Duct air leakage to Outside for the home was reduced from 4.9% to 3.8% per square foot of
conditioned space, which is a 22% reduction. The improvement was noticeably from the boot
leakage air sealing of the second floor system. This system air leakage dropped from 70 CFM25
to 31 CFM25 to Outside. This reduction is part of the successful overall ceiling plane air sealing
efforts. The absence of notable duct air leakage also removed a confounding variable from the
case study. The air sealing protocols required 27 hours of onsite labor, mostly in a very hot attic,
with difficult gymnastics, and moving insulation aside to access the air leakage sites. The
insulation was redistributed following completion of the air sealing work. More details of the
building performance measurements are located in Appendix A. Appendix B contains the
installation dates and labor effort details.

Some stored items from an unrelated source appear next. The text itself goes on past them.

//! Request and result payloads.

use alertchart_config::AnalysisMode;
use alertchart_core::{Candle, DrawingPoint, TrendlineDrawing};
use alertchart_trigger::ArmRequest;
use serde::{Deserialize, Deserializer, Serialize};

/// Placeholder the service uses for a level it could not produce.
pub const NOT_AVAILABLE: &str = "N/A";

/// One candle as sent in `chartData`.
#[derive(Debug, Clone, Copy, PartialEq, Serialize, Deserialize)]
pub struct ChartPoint {
    pub time: i64,
    pub open: f64,
    pub high: f64,
    pub low: f64,
    pub close: f64,
}

impl From<&Candle> for ChartPoint {
    fn from(c: &Candle) -> Self {
        Self {
            time: c.time,
            open: c.open,
            high: c.high,
            low: c.low,
            close: c.close,
        }
    }
}

/// What to analyze.
#[derive(Debug, Clone)]
pub struct AnalysisRequest {
    pub symbol: String,
    pub mode: AnalysisMode,
    pub candles: Vec<Candle>,
}

impl AnalysisRequest {
    pub fn new(symbol: impl Into<String>, mode: AnalysisMode, candles: Vec<Candle>) -> Self {
        Self {
            symbol: symbol.into(),
            mode,
            candles,
        }
    }

    /// JSON body posted to the analysis function.
    pub fn body(&self) -> serde_json::Value {
        let chart_data: Vec<ChartPoint> = self.candles.iter().map(ChartPoint::from).collect();
        serde_json::json!({
            "symbol": self.symbol,
            "chartData": chart_data,
        })
    }

    pub fn last_time(&self) -> Option<i64> {
        self.candles.last().map(|c| c.time)
    }
}

/// A trade signal. Normal results carry the description and the three
/// levels; ultra results fill in the rest.
///
/// Levels stay strings (`"$1,234.50"`, `"N/A"`); they are parsed when the
/// signal is armed.
#[derive(Debug, Clone, Default, PartialEq, Serialize, Deserialize)]
#[serde(rename_all = "camelCase", default)]
pub struct AnalysisResult {
    #[serde(deserialize_with = "lenient_string")]
    pub description: String,
    #[serde(deserialize_with = "lenient_string")]
    pub entry_price: String,
    #[serde(deserialize_with = "lenient_string")]
    pub take_profit: String,
    #[serde(deserialize_with = "lenient_string")]
    pub stop_loss: String,
    #[serde(deserialize_with = "lenient_opt_string", skip_serializing_if = "Option::is_none")]
    pub summary: Option<String>,
    #[serde(deserialize_with = "lenient_opt_string", skip_serializing_if = "Option::is_none")]
    pub sentiment: Option<String>,
    #[serde(deserialize_with = "lenient_opt_string", skip_serializing_if = "Option::is_none")]
    pub confidence: Option<String>,
    #[serde(deserialize_with = "lenient_opt_string", skip_serializing_if = "Option::is_none")]
    pub volatility: Option<String>,
    #[serde(deserialize_with = "lenient_opt_string", skip_serializing_if = "Option::is_none")]
    pub risk_reward_ratio: Option<String>,
    #[serde(deserialize_with = "lenient_opt_string", skip_serializing_if = "Option::is_none")]
    pub trade_management: Option<String>,
    #[serde(deserialize_with = "lenient_opt_string", skip_serializing_if = "Option::is_none")]
    pub alternative_scenario: Option<String>,
    #[serde(skip_serializing_if = "Vec::is_empty")]
    pub drawings: Vec<DrawingSpec>,
}

impl AnalysisResult {
    /// Result with every level set to `N/A`.
    pub fn unavailable(description: impl Into<String>) -> Self {
        Self {
            description: description.into(),
            entry_price: NOT_AVAILABLE.to_string(),
            take_profit: NOT_AVAILABLE.to_string(),
            stop_loss: NOT_AVAILABLE.to_string(),
            ..Self::default()
        }
    }

    /// Valid drawings converted to core types. Drawings without a usable
    /// point are dropped.
    pub fn trendlines(&self) -> Vec<TrendlineDrawing> {
        self.drawings
            .iter()
            .filter_map(DrawingSpec::to_trendline)
            .collect()
    }

    /// Raw fields needed to arm the alert engine.
    pub fn arm_request(&self, symbol: &str, anchor_time: i64) -> ArmRequest {
        ArmRequest {
            symbol: symbol.to_string(),
            entry_price: self.entry_price.clone(),
            take_profit: self.take_profit.clone(),
            stop_loss: self.stop_loss.clone(),
            sentiment: self.sentiment.clone(),
            drawings: self.trendlines(),
            anchor_time,
        }
    }

    pub fn to_json(&self) -> serde_json::Value {
        serde_json::to_value(self).unwrap_or(serde_json::Value::Null)
    }
}

/// A drawing as returned by the service.
#[derive(Debug, Clone, Default, PartialEq, Serialize, Deserialize)]
#[serde(default)]
pub struct DrawingSpec {
    #[serde(rename = "type")]
    pub kind: String,
    pub points: Vec<PointSpec>,
    #[serde(skip_serializing_if = "Option::is_none")]
    pub label: Option<String>,
}

impl DrawingSpec {
    fn to_trendline(&self) -> Option<TrendlineDrawing> {
        let points: Vec<DrawingPoint> = self
            .points
            .iter()
            .filter_map(|p| match (p.time, p.price) {
                (Some(time), Some(price)) if time.is_finite() && price.is_finite() => {
                    Some(DrawingPoint {
                        time: time as i64,
                        price,
                    })
                }
                _ => None,
            })
            .collect();
        if points.is_empty() {
            return None;
        }
        Some(TrendlineDrawing {
            kind: self.kind.clone(),
            label: self.label.clone(),
            points,
        })
    }
}

/// A drawing point; either coordinate may be missing or quoted.
#[derive(Debug, Clone, Copy, Default, PartialEq, Serialize, Deserialize)]
#[serde(default)]
pub struct PointSpec {
    #[serde(deserialize_with = "lenient_f64")]
    pub time: Option<f64>,
    #[serde(deserialize_with = "lenient_f64")]
    pub price: Option<f64>,
}

fn scalar_to_string(value: serde_json::Value) -> Option<String> {
    match value {
        serde_json::Value::String(s) => Some(s),
        serde_json::Value::Number(n) => Some(n.to_string()),
        serde_json::Value::Bool(b) => Some(b.to_string()),
        _ => None,
    }
}

fn lenient_string<'de, D: Deserializer<'de>>(deserializer: D) -> Result<String, D::Error> {
    let value = serde_json::Value::deserialize(deserializer)?;
    Ok(scalar_to_string(value).unwrap_or_else(|| NOT_AVAILABLE.to_string()))
}

fn lenient_opt_string<'de, D: Deserializer<'de>>(
    deserializer: D,
) -> Result<Option<String>, D::Error> {
    let value = serde_json::Value::deserialize(deserializer)?;
    Ok(scalar_to_string(value))
}

fn lenient_f64<'de, D: Deserializer<'de>>(deserializer: D) -> Result<Option<f64>, D::Error> {
    let value = serde_json::Value::deserialize(deserializer)?;
    Ok(match value {
        serde_json::Value::Number(n) => n.as_f64(),
        serde_json::Value::String(s) => alertchart_core::parse_price(&s),
        _ => None,
    })
}
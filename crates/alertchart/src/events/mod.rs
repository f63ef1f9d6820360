//! Dashboard events and runner commands.

pub mod bus;
pub mod types;

pub use bus::EventBus;
pub use types::{Command, DashboardEvent};
//! Live data management for real-time WebSocket updates.

use alertchart_core::{Candle, Timeframe};
use binance_api::{types::WsEvent, KlineStream, WsConfig};
use tokio::sync::mpsc;
use tokio::task::JoinHandle;

use crate::binance::ws_kline_to_candle;
use crate::validation;
use crate::DataError;

/// Events emitted by the live data manager.
#[derive(Debug, Clone)]
pub enum LiveDataEvent {
    /// A candle has been updated.
    CandleUpdate {
        /// The updated candle data.
        candle: Candle,
        /// Whether the candle is closed (complete) or still forming.
        is_closed: bool,
    },
    /// WebSocket connected successfully.
    Connected,
    /// WebSocket disconnected.
    Disconnected,
    /// A stream fault that did not end the connection.
    Error(String),
}

/// Manages the live kline stream for one symbol and interval at a time.
pub struct LiveDataManager {
    symbol: String,
    interval: Option<Timeframe>,
    config: WsConfig,
    stream: Option<KlineStream>,
    task: Option<JoinHandle<()>>,
}

impl LiveDataManager {
    /// Create a new live data manager.
    pub fn new() -> Self {
        Self::with_config(WsConfig::default())
    }

    pub fn with_config(config: WsConfig) -> Self {
        Self {
            symbol: String::new(),
            interval: None,
            config,
            stream: None,
            task: None,
        }
    }

    /// Subscribe to live kline updates for a symbol.
    ///
    /// Any previous subscription is closed first. Returns a receiver for
    /// live data events.
    pub async fn subscribe(
        &mut self,
        symbol: &str,
        interval: Timeframe,
    ) -> Result<mpsc::Receiver<LiveDataEvent>, DataError> {
        self.unsubscribe().await?;

        self.symbol = symbol.to_uppercase();
        self.interval = Some(interval);

        let (event_tx, event_rx) = mpsc::channel(100);

        let mut stream = KlineStream::with_config(self.config.clone());
        let ws_rx = stream.connect(&self.symbol, interval.label()).await?;

        let _ = event_tx.send(LiveDataEvent::Connected).await;
        log::info!("Subscribed to {} {} klines", self.symbol, interval);

        let symbol = self.symbol.clone();
        self.task = Some(tokio::spawn(async move {
            process_ws_events(ws_rx, event_tx, symbol).await;
        }));
        self.stream = Some(stream);

        Ok(event_rx)
    }

    /// Unsubscribe and close the connection.
    pub async fn unsubscribe(&mut self) -> Result<(), DataError> {
        if let Some(task) = self.task.take() {
            task.abort();
        }
        if let Some(mut stream) = self.stream.take() {
            stream.close().await?;
            log::info!("Unsubscribed from {} klines", self.symbol);
        }
        self.interval = None;
        Ok(())
    }

    /// Get the currently subscribed symbol.
    pub fn symbol(&self) -> &str {
        &self.symbol
    }

    pub fn interval(&self) -> Option<Timeframe> {
        self.interval
    }

    /// Check if currently connected.
    pub fn is_connected(&self) -> bool {
        self.stream.as_ref().is_some_and(|s| s.is_connected())
    }
}

impl Default for LiveDataManager {
    fn default() -> Self {
        Self::new()
    }
}

/// Process WebSocket events and forward kline updates for `expected_symbol`.
pub(crate) async fn process_ws_events(
    mut ws_rx: mpsc::Receiver<WsEvent>,
    event_tx: mpsc::Sender<LiveDataEvent>,
    expected_symbol: String,
) {
    while let Some(event) = ws_rx.recv().await {
        match event {
            WsEvent::Kline { symbol, kline, .. } => {
                if !symbol.eq_ignore_ascii_case(&expected_symbol) {
                    continue;
                }

                let candle = ws_kline_to_candle(&kline);
                let forwarded = if validation::validate_candle(&candle) {
                    LiveDataEvent::CandleUpdate {
                        candle,
                        is_closed: kline.is_closed,
                    }
                } else {
                    LiveDataEvent::Error(format!("malformed kline at {}", candle.time))
                };

                if event_tx.send(forwarded).await.is_err() {
                    return;
                }
            }
            WsEvent::Ping | WsEvent::Pong => {}
            WsEvent::Unknown { raw } => {
                log::debug!("Unknown WebSocket message: {}", &raw[..raw.len().min(100)]);
            }
        }
    }

    // Connection closed
    let _ = event_tx.send(LiveDataEvent::Disconnected).await;
}

#[cfg(test)]
mod tests {
    use super::*;

    fn kline_frame(symbol: &str, time_ms: i64, close: &str, closed: bool) -> WsEvent {
        WsEvent::parse(&format!(
            r#"{{"e":"kline","E":{time_ms},"s":"{symbol}","k":{{"t":{time_ms},"i":"1m","o":"100","h":"120","l":"90","c":"{close}","v":"1","x":{closed}}}}}"#
        ))
    }

    #[test]
    fn test_live_data_manager_creation() {
        let manager = LiveDataManager::new();
        assert_eq!(manager.symbol(), "");
        assert!(manager.interval().is_none());
    }

    #[tokio::test]
    async fn test_forwards_matching_klines_then_disconnects() {
        let (ws_tx, ws_rx) = mpsc::channel(8);
        let (event_tx, mut event_rx) = mpsc::channel(8);

        ws_tx.send(kline_frame("ETHUSDT", 60_000, "101", false)).await.unwrap();
        ws_tx.send(kline_frame("BTCUSDT", 60_000, "105", false)).await.unwrap();
        ws_tx.send(WsEvent::Ping).await.unwrap();
        ws_tx.send(kline_frame("BTCUSDT", 60_000, "-1", true)).await.unwrap();
        drop(ws_tx);

        process_ws_events(ws_rx, event_tx, "BTCUSDT".to_string()).await;

        match event_rx.recv().await {
            Some(LiveDataEvent::CandleUpdate { candle, is_closed }) => {
                assert_eq!(candle.time, 60);
                assert_eq!(candle.close, 105.0);
                assert!(!is_closed);
            }
            other => panic!("expected candle update, got {other:?}"),
        }
        assert!(matches!(event_rx.recv().await, Some(LiveDataEvent::Error(_))));
        assert!(matches!(event_rx.recv().await, Some(LiveDataEvent::Disconnected)));
    }
}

This air sealing effort removed one source of potential complicating building physics setting the
stage for more reliability should there be measureable changes recorded associated with the
installation of the radiant barrier. With the completion of the ceiling plane air sealing, Omnisense
data was then continued for an additional two week period. Following this second two weeks of
Omnisense data collection was the installation of the radiant barrier and a third two weeks of
Omnisense data collection.
With this accumulation of data, attention was turned to addressing what building and equipment
impacts could be measured and associated with the radiant barrier installation. In particular, what
were the identifiable impacts during the daily peak temperature periods when the radiant barrier
provides it primary benefit? The first effort was to identify a 24 hour day prior to and post to the
radiant barrier installation that had similar, though not identical, solar intensity and peak
temperatures. As a beginning point, roof deck sensor data was used to indicate solar intensity and
pattern. In both the Belmont [intervention home] and the Parkwood [nonintervention home] the
two roof deck sensors attached to the west facing roof at the south and north ends were reviewed.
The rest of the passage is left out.